Niccol wisely choses to focus his film almost entirely on Egan. Hawke has the eyes and the lines of a weary middle-aged man. But he always carries his youth in his characters, and manages to pull a surprising depth from the part that he is given. Egan’s dissolve is matched by the concerns of his wife, played by January Jones. Watching Hawke and Jones play a family in peril is powerful.
Unfortunately, much of what surrounds the Egan family story is too on-point to be of much dramatic effect. But even if the drama is lacking, there are points to be made, and Niccol takes his opportunities. The commanding officer in the movie, Lt. Col. Jack Johns, stands before his men and women declaring lines that read like copy from a military training session. “Drones aren’t going anywhere,” he says at one point. “In fact, they’re going everywhere.” Johns is full of such platitudes, containing a nugget of wisdom and a heap of cliche. Later, Johns will say with all the triteness he can muster: “Don’t ask if this is a just war. For us, it’s just war.”

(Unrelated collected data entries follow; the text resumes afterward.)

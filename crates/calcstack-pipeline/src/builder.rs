//! Pipeline composition.
//!
//! The builder wraps a calculation in the fixed stage chain for its kind and
//! returns a ready [`Endpoint`]. Composition happens once, at construction.

use std::sync::Arc;
use std::time::Duration;

use calcstack_core::{OwnerId, SigningService};

use crate::calculation::{CalculationKind, Rule, Stack};
use crate::endpoint::{CalculationInfo, Endpoint, RuleEndpoint, StackEndpoint};
use crate::handler::Handler;
use crate::stage::{
    Calculate, ErrorBoundary, Signing, StackTraceability, Traceability, WarningCapture,
    WarningLevel,
};

#[derive(Debug, Clone, Default)]
pub struct PipelineOptions {
    /// Deadline for one top-level invocation, nested calls included.
    pub timeout: Option<Duration>,
    pub warning_level: WarningLevel,
}

#[derive(Debug, Clone)]
pub struct PipelineBuilder {
    signer: Arc<SigningService>,
    options: PipelineOptions,
}

impl PipelineBuilder {
    pub fn new(signer: Arc<SigningService>) -> Self {
        Self {
            signer,
            options: PipelineOptions::default(),
        }
    }

    pub fn with_options(mut self, options: PipelineOptions) -> Self {
        self.options = options;
        self
    }

    pub fn signer(&self) -> &Arc<SigningService> {
        &self.signer
    }

    pub fn options(&self) -> &PipelineOptions {
        &self.options
    }

    /// Compose warning, error, signing and traceability around a rule.
    pub fn rule<C: Rule>(&self, calculation: C) -> RuleEndpoint<C> {
        let signing = Signing::new(
            C::NAME,
            OwnerId::new(C::OWNER),
            Arc::clone(&self.signer),
            Traceability::new(Calculate::new(calculation)),
        );
        let pipeline = WarningCapture::new(
            C::NAME,
            self.options.warning_level,
            ErrorBoundary::new(C::NAME, signing),
        );
        let info = CalculationInfo::of::<C>(CalculationKind::Rule, pipeline.stages());
        Endpoint::new(info, Box::new(pipeline), self.options.timeout)
    }

    /// Compose warning, error, signing and stack-traceability around a stack.
    pub fn stack<C: Stack>(&self, calculation: C) -> StackEndpoint<C> {
        let signing = Signing::new(
            C::NAME,
            OwnerId::new(C::OWNER),
            Arc::clone(&self.signer),
            StackTraceability::new(calculation),
        );
        let pipeline = WarningCapture::new(
            C::NAME,
            self.options.warning_level,
            ErrorBoundary::new(C::NAME, signing),
        );
        let info = CalculationInfo::of::<C>(CalculationKind::Stack, pipeline.stages());
        Endpoint::new(info, Box::new(pipeline), self.options.timeout)
    }
}
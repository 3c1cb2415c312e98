//! Stage composition, fault containment and tracer scoping.

use std::sync::Arc;
use std::time::Duration;

use calcstack_core::{
    ContentFault, Describe, Diagnostics, FieldSpec, InputSchema, Keypair, OwnerId, SigningService,
};
use calcstack_pipeline::{
    Calculation, ConfigurationFault, DynEndpoint, PipelineBuilder, PipelineError, PipelineOptions,
    Rule, RuleEndpoint, Stack, Tracer,
};
use serde::{Deserialize, Serialize};
use serde_json::json;

#[derive(Debug, Clone, PartialEq, Serialize, Deserialize)]
struct Pair {
    a: f64,
    b: f64,
}

impl Describe for Pair {
    fn describe() -> InputSchema {
        InputSchema::new("Pair")
            .field(FieldSpec::number("a").mapping("LEDGER_A"))
            .field(FieldSpec::number("b"))
    }
}

#[derive(Debug, Clone, PartialEq, Serialize, Deserialize)]
struct Total {
    total: f64,
}

struct Sum;

impl Calculation for Sum {
    type Input = Pair;
    type Output = Total;
    const NAME: &'static str = "Sum";
    const OWNER: &'static str = "Ledger";
}

impl Rule for Sum {
    fn calculate(&self, input: &Pair, diagnostics: &mut Diagnostics) -> anyhow::Result<Total> {
        if input.b == 0.0 {
            diagnostics.warn("b is zero");
        }
        if input.a < 0.0 {
            return Err(ContentFault::value("a must not be negative").into());
        }
        Ok(Total {
            total: input.a + input.b,
        })
    }
}

struct Noisy;

impl Calculation for Noisy {
    type Input = Pair;
    type Output = Total;
    const NAME: &'static str = "Noisy";
    const OWNER: &'static str = "Ledger";
}

impl Rule for Noisy {
    fn calculate(&self, _input: &Pair, diagnostics: &mut Diagnostics) -> anyhow::Result<Total> {
        diagnostics.warn("first;second");
        Ok(Total { total: 0.0 })
    }
}

/// Calls `Sum` twice.
struct Twice {
    sum: Arc<RuleEndpoint<Sum>>,
    reset_between: bool,
    swallow: bool,
}

impl Calculation for Twice {
    type Input = Pair;
    type Output = Total;
    const NAME: &'static str = "Twice";
    const OWNER: &'static str = "Ledger";
}

impl Stack for Twice {
    fn calculate(&self, input: &Pair, tracer: &mut Tracer<'_>) -> anyhow::Result<Total> {
        let first = tracer.call(&self.sum, input)?;
        if self.reset_between {
            tracer.reset();
        }
        match tracer.call(&self.sum, input) {
            Ok(second) => Ok(Total {
                total: first.output.total + second.output.total,
            }),
            Err(_) if self.swallow => Ok(first.output.clone()),
            Err(e) => Err(e),
        }
    }
}

/// Falls back when `Sum` faults.
struct Guarded {
    sum: Arc<RuleEndpoint<Sum>>,
}

impl Calculation for Guarded {
    type Input = Pair;
    type Output = Total;
    const NAME: &'static str = "Guarded";
    const OWNER: &'static str = "Treasury";
}

impl Stack for Guarded {
    fn calculate(&self, input: &Pair, tracer: &mut Tracer<'_>) -> anyhow::Result<Total> {
        match tracer.call(&self.sum, input) {
            Ok(signed) => Ok(signed.output.clone()),
            Err(_) => {
                tracer.warn("fell back");
                Ok(Total { total: -1.0 })
            }
        }
    }
}

#[derive(Debug, Clone, PartialEq, Serialize, Deserialize)]
struct Seen {
    dependencies: Vec<String>,
    recorded: usize,
}

/// Reports what its tracer knows after a call and a reset.
struct Census {
    sum: Arc<RuleEndpoint<Sum>>,
}

impl Calculation for Census {
    type Input = Pair;
    type Output = Seen;
    const NAME: &'static str = "Census";
    const OWNER: &'static str = "Ledger";
}

impl Stack for Census {
    fn calculate(&self, input: &Pair, tracer: &mut Tracer<'_>) -> anyhow::Result<Seen> {
        tracer.call(&self.sum, input)?;
        tracer.reset();
        Ok(Seen {
            dependencies: tracer.dependencies().map(str::to_string).collect(),
            recorded: tracer.intermediates().len(),
        })
    }
}

fn builder() -> PipelineBuilder {
    PipelineBuilder::new(Arc::new(SigningService::new(
        "test",
        Keypair::from_seed(&[7u8; 32]),
    )))
}

fn with_sum() -> (PipelineBuilder, Arc<RuleEndpoint<Sum>>) {
    let b = builder();
    let sum = Arc::new(b.rule(Sum));
    (b, sum)
}

#[test]
fn test_rule_envelope_is_signed_by_owner() {
    let b = builder();
    let sum = b.rule(Sum);

    let response = sum.execute(&Pair { a: 2.0, b: 3.0 }).unwrap();
    assert_eq!(response.status(), 200);
    assert!(response.diagnostics.is_none());

    let signed = response.success().unwrap();
    assert_eq!(signed.input, Pair { a: 2.0, b: 3.0 });
    assert_eq!(signed.output.total, 5.0);
    assert_eq!(signed.signatures.len(), 1);
    signed
        .verify(&OwnerId::new("Ledger"), &b.signer().public_key())
        .unwrap();
    assert!(signed
        .verify(&OwnerId::new("Treasury"), &b.signer().public_key())
        .is_err());
}

#[test]
fn test_rule_stage_order() {
    let sum = builder().rule(Sum);
    let names: Vec<_> = sum.stages().iter().map(|s| s.name).collect();
    assert_eq!(
        names,
        vec!["calculate", "traceability", "signing", "error", "warning"]
    );
    assert_eq!(sum.info().response.title, "SumResponse");
    assert_eq!(sum.info().mapping()["a"], "LEDGER_A");
    assert_eq!(sum.info().endpoint(), "/Sum");
}

#[test]
fn test_content_fault_keeps_diagnostics() {
    let sum = builder().rule(Sum);

    let response = sum.execute(&Pair { a: -1.0, b: 0.0 }).unwrap();
    assert_eq!(response.status(), 567);
    let fault = response.fault().unwrap();
    assert_eq!(fault.kind, "ValueError");
    assert_eq!(fault.message, "a must not be negative");
    assert_eq!(response.warnings(), vec!["b is zero"]);
}

#[test]
fn test_delimiter_in_diagnostic_is_framework_fault() {
    let noisy = builder().rule(Noisy);
    let err = noisy.execute(&Pair { a: 1.0, b: 1.0 }).unwrap_err();
    assert!(matches!(err, PipelineError::Encoding { .. }));
}

#[test]
fn test_stack_stage_order() {
    let (b, sum) = with_sum();
    let stack = b.stack(Twice {
        sum,
        reset_between: true,
        swallow: false,
    });
    let names: Vec<_> = stack.stages().iter().map(|s| s.name).collect();
    assert_eq!(
        names,
        vec!["calculate", "stack-traceability", "signing", "error", "warning"]
    );
    assert!(stack.info().response.has_intermediates());
}

#[test]
fn test_duplicate_dependency_aborts() {
    let (b, sum) = with_sum();
    let stack = b.stack(Twice {
        sum,
        reset_between: false,
        swallow: false,
    });

    let err = stack.execute(&Pair { a: 1.0, b: 2.0 }).unwrap_err();
    match err {
        PipelineError::Configuration(ConfigurationFault::DuplicateDependency {
            stack,
            dependency,
        }) => {
            assert_eq!(stack, "Twice");
            assert_eq!(dependency, "Sum");
        }
        other => panic!("expected duplicate dependency, got {other:?}"),
    }
}

#[test]
fn test_swallowed_duplicate_still_aborts() {
    let (b, sum) = with_sum();
    let stack = b.stack(Twice {
        sum,
        reset_between: false,
        swallow: true,
    });

    let err = stack.execute(&Pair { a: 1.0, b: 2.0 }).unwrap_err();
    assert!(matches!(err, PipelineError::Configuration(_)));
}

#[test]
fn test_reset_allows_second_call() {
    let (b, sum) = with_sum();
    let stack = b.stack(Twice {
        sum,
        reset_between: true,
        swallow: false,
    });

    let response = stack.execute(&Pair { a: 1.0, b: 0.0 }).unwrap();
    let signed = response.success().unwrap();
    assert_eq!(signed.output.total, 2.0);
    assert_eq!(signed.intermediates.names(), vec!["Sum"]);
    // Both calls raised a warning, both are forwarded.
    assert_eq!(response.warnings(), vec!["b is zero", "b is zero"]);
}

#[test]
fn test_each_invocation_gets_a_fresh_scope() {
    let (b, sum) = with_sum();
    let stack = b.stack(Twice {
        sum,
        reset_between: true,
        swallow: false,
    });

    for _ in 0..3 {
        let response = stack.execute(&Pair { a: 1.0, b: 1.0 }).unwrap();
        assert_eq!(response.success().unwrap().intermediates.len(), 1);
    }
}

#[test]
fn test_dependency_fault_is_visible_to_body() {
    let b = builder();
    let sum = Arc::new(b.rule(Sum));
    let guarded = b.stack(Guarded { sum });

    let response = guarded.execute(&Pair { a: -5.0, b: 1.0 }).unwrap();
    assert_eq!(response.status(), 200);
    let signed = response.success().unwrap();
    assert_eq!(signed.output.total, -1.0);
    assert!(signed.intermediates.is_empty());
    assert_eq!(response.warnings(), vec!["fell back"]);
    signed
        .verify(&OwnerId::new("Treasury"), &b.signer().public_key())
        .unwrap();
}

#[test]
fn test_execute_json_rejects_bad_input() {
    let sum = builder().rule(Sum);

    let err = sum.execute_json(json!({"a": "two", "b": 1})).unwrap_err();
    assert_eq!(err.status(), 422);

    let response = sum.execute_json(json!({"a": 2, "b": 1})).unwrap();
    let body = response.success().unwrap();
    assert_eq!(body["output"]["total"], 3.0);
    assert!(body["signatures"]["Ledger"]["key"]
        .as_str()
        .unwrap()
        .starts_with("ed25519:"));
}

#[test]
fn test_expired_deadline_is_framework_fault() {
    let b = builder().with_options(PipelineOptions {
        timeout: Some(Duration::ZERO),
        ..PipelineOptions::default()
    });
    let sum = b.rule(Sum);

    let err = sum.execute(&Pair { a: 1.0, b: 1.0 }).unwrap_err();
    assert!(matches!(err, PipelineError::DeadlineExceeded { .. }));
}

#[test]
fn test_known_dependencies_outlive_reset() {
    let (b, sum) = with_sum();
    let census = b.stack(Census { sum });

    let response = census.execute(&Pair { a: 1.0, b: 1.0 }).unwrap();
    let signed = response.success().unwrap();
    assert_eq!(signed.output.dependencies, vec!["Sum"]);
    assert_eq!(signed.output.recorded, 0);
    assert!(signed.intermediates.is_empty());
}
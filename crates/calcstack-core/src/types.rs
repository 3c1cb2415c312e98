//! Strong type definitions for calcstack.
//!
//! Identifiers are newtypes to prevent mixing owners, calculation names and
//! trace ids at compile time.

use serde::{Deserialize, Serialize};
use std::fmt;

/// The identity a calculation's signatures are attributed to.
#[derive(Clone, PartialEq, Eq, PartialOrd, Ord, Hash, Serialize, Deserialize)]
#[serde(transparent)]
pub struct OwnerId(String);

impl OwnerId {
    pub fn new(owner: impl Into<String>) -> Self {
        Self(owner.into())
    }

    pub fn as_str(&self) -> &str {
        &self.0
    }
}

impl fmt::Debug for OwnerId {
    fn fmt(&self, f: &mut fmt::Formatter<'_>) -> fmt::Result {
        write!(f, "OwnerId({})", self.0)
    }
}

impl fmt::Display for OwnerId {
    fn fmt(&self, f: &mut fmt::Formatter<'_>) -> fmt::Result {
        f.write_str(&self.0)
    }
}

impl From<&str> for OwnerId {
    fn from(s: &str) -> Self {
        Self(s.to_string())
    }
}

/// Random identifier shared by every nested invocation of one external call.
#[derive(Clone, Copy, PartialEq, Eq, Hash)]
pub struct TraceId(pub [u8; 8]);

impl TraceId {
    /// Generate a fresh random trace id.
    pub fn generate() -> Self {
        Self(rand::random())
    }

    /// Convert to hex string.
    pub fn to_hex(&self) -> String {
        hex::encode(self.0)
    }
}

impl fmt::Debug for TraceId {
    fn fmt(&self, f: &mut fmt::Formatter<'_>) -> fmt::Result {
        write!(f, "TraceId({})", self.to_hex())
    }
}

impl fmt::Display for TraceId {
    fn fmt(&self, f: &mut fmt::Formatter<'_>) -> fmt::Result {
        f.write_str(&self.to_hex())
    }
}
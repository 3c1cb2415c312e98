//! # calcstack testkit
//!
//! Testing utilities for calcstack.
//!
//! ## Overview
//!
//! This crate provides:
//!
//! - **Demo calculations**: `Add`, `Subtract`, `MyFirstStack`, `NestedStack`
//! - **Golden vectors**: known inputs with expected outputs for every demo
//! - **Generators**: Proptest strategies for property-based testing
//! - **Fixtures**: a kernel with every demo defined
//!
//! ## Test Fixtures
//!
//! ```rust
//! use calcstack_testkit::fixtures::TestFixture;
//! use calcstack_testkit::calculations::InputModel;
//!
//! let fixture = TestFixture::deterministic();
//! let response = fixture.first_stack.execute(&InputModel::new(10.0, 3.0)).unwrap();
//! assert_eq!(response.success().unwrap().output.z, 5.0);
//! ```
//!
//! ## Property Testing
//!
//! ```rust,ignore
//! use proptest::prelude::*;
//! use calcstack_testkit::generators::accepted_input;
//!
//! proptest! {
//!     #[test]
//!     fn add_sums(input in accepted_input()) {
//!         let response = fixture.add.execute(&input).unwrap();
//!         prop_assert_eq!(response.success().unwrap().output.z, input.x + input.y);
//!     }
//! }
//! ```

pub mod calculations;
pub mod fixtures;
pub mod generators;
pub mod vectors;

pub use calculations::{Add, InputModel, MyFirstStack, NestedStack, OutputModel, Repeated, Subtract};
pub use fixtures::{init_tracing, TestFixture, FIXTURE_SEED};
pub use vectors::{all_vectors, GoldenVector};
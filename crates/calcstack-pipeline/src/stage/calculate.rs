//! Innermost stage: runs a rule body.

use crate::calculation::Rule;
use crate::context::Context;
use crate::handler::{Fault, Handler, StageInfo};

pub struct Calculate<C> {
    calculation: C,
}

impl<C> Calculate<C> {
    pub fn new(calculation: C) -> Self {
        Self { calculation }
    }
}

impl<C: Rule> Handler for Calculate<C> {
    type Input = C::Input;
    type Output = C::Output;

    fn call(&self, input: &C::Input, cx: &mut Context) -> Result<C::Output, Fault> {
        self.calculation
            .calculate(input, cx.diagnostics_mut())
            .map_err(Fault::Content)
    }

    fn stages(&self) -> Vec<StageInfo> {
        vec![StageInfo::of::<C::Output>("calculate")]
    }
}
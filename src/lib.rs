pub mod error;
pub mod i18n;
pub mod settings;
pub mod table;
pub mod tools;

// Re-export commonly used types
pub use error::LangError;
pub use i18n::{Language, KEYS};
pub use settings::AppSettings;
pub use table::TranslationTable;
pub use tools::{stroke_label, PaletteColor, ScrollStatus, Tool, ToolbarAction, STROKE_WIDTHS};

Still, Good Kill offers a valuable addition to 21st century political cinema. The ethical implications of drone warfare are still unresolved (have we even started?), and yet the U.S. military continues to increase its commitment to the technology. What drone operating will do to the men and women who are at the controls is a question we had better start thinking about now, because it’s going to be one we’re dealing with for years to come. Niccol begins that conversation.
Slow West and Good Kill are showing at St. Anthony Main May 22 - 28.